This answer is basically correct and requires some clarification.

It has long been noticed that there are two, albeit short, but dangerous periods, during which these diseases affect people more often than in winter. What are these periods? Early spring and late autumn.

The fact is that in the human body, thanks to the metabolism that does not stop for a second, a certain amount of heat is constantly generated. Body temperature under normal conditions remains constant. As you know, in the armpit, it is equal to 36 - 37 degrees.

But the amount of heat generated is not constant - it depends on many reasons, including the external environment in which the person was. And the colder the air, the more heat is generated in the body. By responding in this way with increased heat production, the body protects itself from excessive exposure to cold.

During the summer and winter seasons, each of which has certain climatic characteristics, the body temperature remains constant. But when summer is replaced by cold autumn days, and after winter is capricious spring weather, various changes also occur in the body.

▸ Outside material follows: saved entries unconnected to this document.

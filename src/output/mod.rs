//! Figure output abstraction layer
//!
//! The chart layer describes every chart as a [`Figure`] and hands it to a
//! [`FigureOutput`]. Implementations decide how the figure becomes an
//! artifact: [`SvgOutput`] draws it with plotters, [`InMemoryOutput`] keeps
//! it around for inspection.

mod render;
mod style;
mod types;

pub use render::SvgOutput;
pub use style::{hue_colors, BarhType, StateStyle, SERIES_PALETTE, SUMMARY_COLOR};
pub use types::*;

use std::path::{Path, PathBuf};

use anyhow::Result;

/// Trait for abstracting figure output formats.
pub trait FigureOutput {
    /// Write `figure` to `destination` and return the path actually written.
    ///
    /// `destination` carries no extension; writers append their own.
    fn save(&mut self, figure: &Figure, destination: &Path) -> Result<PathBuf>;
}

/// Output that keeps every figure in memory instead of drawing it.
#[derive(Debug, Default)]
pub struct InMemoryOutput {
    saved: Vec<(PathBuf, Figure)>,
}

impl InMemoryOutput {
    pub fn new() -> Self {
        Self::default()
    }

    /// Saved figures in save order.
    pub fn figures(&self) -> impl Iterator<Item = &Figure> {
        self.saved.iter().map(|(_, f)| f)
    }

    pub fn paths(&self) -> Vec<PathBuf> {
        self.saved.iter().map(|(p, _)| p.clone()).collect()
    }

    /// Look up a saved figure by title.
    pub fn get(&self, title: &str) -> Option<&Figure> {
        self.figures().find(|f| f.title == title)
    }

    pub fn len(&self) -> usize {
        self.saved.len()
    }

    pub fn is_empty(&self) -> bool {
        self.saved.is_empty()
    }

    pub fn into_inner(self) -> Vec<(PathBuf, Figure)> {
        self.saved
    }
}

impl FigureOutput for InMemoryOutput {
    fn save(&mut self, figure: &Figure, destination: &Path) -> Result<PathBuf> {
        let path = destination.to_path_buf();
        self.saved.push((path.clone(), figure.clone()));
        Ok(path)
    }
}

Nerve endings, scattered throughout the skin, perceive changes in ambient temperature and communicate them to the cerebral cortex along the nerve pathways. The central nervous system, responsive to all changes, responds to these signals by restructuring metabolism and a number of other protective reactions. As a result, you get used to new atmospheric conditions.

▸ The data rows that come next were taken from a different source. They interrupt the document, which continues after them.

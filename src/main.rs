//! profreport: chart resource usage from a profiler capture.

use std::fs;
use std::path::PathBuf;
use std::process;

use anyhow::{Context, Result};
use clap::Parser;
use tracing::{error, info};
use tracing_subscriber::EnvFilter;

use profreport::config::{
    ReportConfig, DEFAULT_HEIGHT, DEFAULT_OUTPUT_DIR, DEFAULT_TICK_MINUTES, DEFAULT_WIDTH,
    MAX_TICK_MINUTES,
};
use profreport::output::{BarhType, SvgOutput};

/// Exit status when the input capture does not exist.
const EXIT_INPUT_MISSING: i32 = 99;

#[derive(Debug, Parser)]
#[command(name = "profreport")]
#[command(about = "Chart process and cgroup resource usage from a profiler capture")]
#[command(version, disable_version_flag = true)]
struct Command {
    /// Profiler CSV holding process and cgroup records
    #[arg(short, long)]
    input: PathBuf,

    /// Directory for the chart artifacts, created if absent
    #[arg(short, long, default_value = DEFAULT_OUTPUT_DIR)]
    output: PathBuf,

    /// Figure width in pixels
    #[arg(long, default_value_t = DEFAULT_WIDTH)]
    width: u32,

    /// Figure height in pixels
    #[arg(long, default_value_t = DEFAULT_HEIGHT)]
    height: u32,

    /// Minutes between major time axis labels
    #[arg(
        long,
        default_value_t = DEFAULT_TICK_MINUTES,
        value_parser = clap::value_parser!(i64).range(1..=MAX_TICK_MINUTES)
    )]
    tick_interval: i64,

    /// Process state labeling: cpu or plain
    #[arg(long, default_value_t = BarhType::Cpu)]
    barh_type: BarhType,

    /// Print the report summary as JSON on stdout
    #[arg(long)]
    json: bool,

    /// Enable debug logging
    #[arg(long)]
    verbose: bool,

    /// Print version
    #[arg(short = 'v', long, action = clap::ArgAction::Version)]
    version: (),
}

impl From<&Command> for ReportConfig {
    fn from(opts: &Command) -> Self {
        Self {
            input: opts.input.clone(),
            output_dir: opts.output.clone(),
            width: opts.width,
            height: opts.height,
            tick_interval_minutes: opts.tick_interval,
            barh_type: opts.barh_type,
        }
    }
}

fn init_logging(verbose: bool) {
    let level = if verbose { "debug" } else { "info" };
    let filter = EnvFilter::try_from_default_env().unwrap_or_else(|_| EnvFilter::new(level));
    tracing_subscriber::fmt()
        .with_env_filter(filter)
        .with_writer(std::io::stderr)
        .init();
}

fn main() -> Result<()> {
    let opts = Command::parse();
    init_logging(opts.verbose);

    if !opts.input.exists() {
        error!("Input file {} does not exist", opts.input.display());
        process::exit(EXIT_INPUT_MISSING);
    }

    let config = ReportConfig::from(&opts);
    fs::create_dir_all(&config.output_dir).with_context(|| {
        format!(
            "failed to create output directory {}",
            config.output_dir.display()
        )
    })?;

    let mut output = SvgOutput::new(config.width, config.height)
        .with_tick_interval(config.tick_interval_minutes);
    let summary = profreport::generate(&config, &mut output)?;

    if opts.json {
        println!("{}", serde_json::to_string_pretty(&summary)?);
    } else {
        info!(
            "Wrote {} charts to {}",
            summary.artifacts.len(),
            config.output_dir.display()
        );
    }

    Ok(())
}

Protecting yourself from colds and fluDuring these periods of restructuring, when the body is gradually adapting to new conditions, it is especially susceptible to adverse environmental influences. With the onset of summer and winter, the restructuring is completed. Therefore, even in winter frosts, people are less likely to catch colds than in the days of autumn and spring bad weather, despite the fact that the air temperature at this time can be above zero.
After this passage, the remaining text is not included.